While tobacco TV ads and physician-recommended cigarettes are a thing of the past, marketing restrictions may not be as far-reaching as you think. Here’s a brief look at some events that shaped the tobacco marketing environment we see today:

1967

  • The Federal Communications Commission (FCC) determines that the Fairness Doctrine, a now defunct policy that required broadcasters to present contrasting views on matters of public interest, applies to cigarette ads. For several years, anti-tobacco ads and public service announcements ran alongside ads from Big Tobacco, albeit much less frequently.

1971

  • A ban on cigarette advertisements on TV and radio (specifically those stations broadcasting on FCC-regulated airwaves) went into effect in 1971. Since tobacco ads were no longer on the airwaves, there was no longer an obligation to air anti-tobacco advertising and those ads went off the air, too.  Advertisements for smokeless tobacco products on TV and radio, however, were not banned until 1986. Ads continued to run in magazines and newspapers as well as on billboards and on transit.

1998

  • The Master Settlement Agreement, which was the result of civil litigation brought by 46 U.S. states, D.C. and five territories against the major U.S. tobacco companies, imposed more restrictions on those companies. (The other four states settled separately.) New rules included bans on transit and billboard advertisements, paid brand product placement, cartoons, tobacco brand sponsorships of sporting events and concerts, as well as advertising and marketing practices that targeted individuals under 18.

2006

  • The U.S. v. Philip Morris et al federal court decision concluded that the major U.S. cigarette companies had violated the federal racketeering laws, in part by fraudulently claiming that “low tar” and “light” cigarettes were less harmful when, in fact, the tobacco companies knew they were not.  The courts prohibited the use of these and similar descriptors in cigarette packaging and advertising.

2009

  • The Family Smoking Prevention and Tobacco Control Act, which granted the Food and Drug Administration (FDA) the authority to regulate tobacco products, included the authority to regulate some of the industry’s marketing practices. The act banned the use of vending machines and product sampling (except in adult-only facilities), and it restricted the sale of tobacco in retail establishments to face-to-face transactions between retailers and consumers. It also expanded the existing limits on tobacco brand sponsorships and tobacco branding of non-tobacco items.

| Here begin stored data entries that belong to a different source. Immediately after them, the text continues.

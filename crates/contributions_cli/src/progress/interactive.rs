use std::time::Duration;

use contributions::progress::ScanProgress;
use indicatif::{ProgressBar, ProgressStyle};

/// Interactive progress reporter using indicatif.
///
/// Starts as a spinner while repositories are discovered, then turns into
/// a bar once the number of stats tasks is known. Every finished task
/// advances the bar by one, including tasks that finish before discovery
/// is over.
pub struct InteractiveReporter {
    bar: ProgressBar,
}

impl InteractiveReporter {
    /// Create a new interactive reporter drawing to stderr.
    pub fn new() -> Self {
        let bar = ProgressBar::new_spinner();
        bar.set_style(Self::spinner_style());
        bar.enable_steady_tick(Duration::from_millis(100));
        bar.set_message("Discovering repositories...");
        Self { bar }
    }

    /// Reporter whose bar never draws.
    #[cfg(test)]
    pub fn hidden() -> Self {
        Self {
            bar: ProgressBar::with_draw_target(None, indicatif::ProgressDrawTarget::hidden()),
        }
    }

    /// Handle a progress event.
    pub fn handle(&self, event: ScanProgress) {
        if event.is_tick() {
            self.bar.inc(1);
        }

        match event {
            ScanProgress::ResolvedUser { login } => {
                self.bar.set_prefix(login);
            }

            ScanProgress::ListingRepositories { owner } => {
                self.bar.set_message(format!("Listing {owner}..."));
            }

            ScanProgress::ScanStarted { total } => {
                self.bar.set_length(total as u64);
                self.bar.set_style(Self::bar_style());
                self.bar.set_message("");
            }

            ScanProgress::StatsPending { owner, name, .. } => {
                self.bar
                    .set_message(format!("waiting for {owner}/{name} stats"));
            }

            ScanProgress::RepositoryScanned {
                owner,
                name,
                matched: true,
            } => {
                self.bar.set_message(format!("{owner}/{name}"));
            }

            ScanProgress::RepositoryFailed { owner, name, error } => {
                self.bar.println(format!("failed: {owner}/{name}: {error}"));
            }

            ScanProgress::ScanComplete {
                scanned,
                matched,
                failed,
            } => {
                self.bar.finish_with_message(format!(
                    "{scanned} scanned, {matched} contributed, {failed} failed"
                ));
            }

            _ => {}
        }
    }

    /// Number of repositories scanned so far.
    #[cfg(test)]
    pub fn position(&self) -> u64 {
        self.bar.position()
    }

    /// Finish the bar if the scan ended without completing.
    pub fn finish(&self) {
        if !self.bar.is_finished() {
            self.bar.abandon();
        }
    }

    fn spinner_style() -> ProgressStyle {
        ProgressStyle::default_spinner()
            .template("{prefix:.bold.cyan} {spinner:.green} {msg}")
            .unwrap_or_else(|_| ProgressStyle::default_spinner())
    }

    fn bar_style() -> ProgressStyle {
        ProgressStyle::default_bar()
            .template("{prefix:.bold.cyan} [{bar:40.cyan/blue}] {pos:>3}/{len:3} {eta} {msg}")
            .unwrap_or_else(|_| ProgressStyle::default_bar())
    }
}

impl Default for InteractiveReporter {
    fn default() -> Self {
        Self::new()
    }
}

Most of the action has been on the federal level. Certain localities and states ban the sale of flavored tobacco products (the Tobacco Control Act banned flavored cigarettes except for menthol cigarettes) and have prohibited coupons and discounts. Recent trends at the state and local level have focused on restricting the sale of tobacco products (an area where states and localities have more direct control) instead of advertising practices to avoid running into First Amendment challenges.

There are still numerous advertising avenues for tobacco companies that have fewer limitations, including marketing in point-of-sale locations like convenience stores, gas stations, grocery stores and pharmacies. The top tobacco companies spent 96 percent of their $8.49 billion cigarette marketing budget on point-of-sale marketing—not just advertisements, but things like discounts and product displays behind check-out counters.

Another big marketing venue for Big Tobacco is product packaging—the industry still has wide leeway in promoting their brands directly on cigarettes and other tobacco product packaging. Graphic warning labels in many countries reduce the branding on the pack itself (while also providing invaluable information about the deadly effects of tobacco) but the U.S. has lagged behind in implementing such warnings. The specific graphic warning labels introduced by the FDA under the Tobacco Control Act were found to be unconstitutional, but the underlying requirement was not. A pending lawsuit from Truth Initiative® and seven other public health groups is seeking to compel the FDA to issue a second set of graphic warnings for packs and advertising.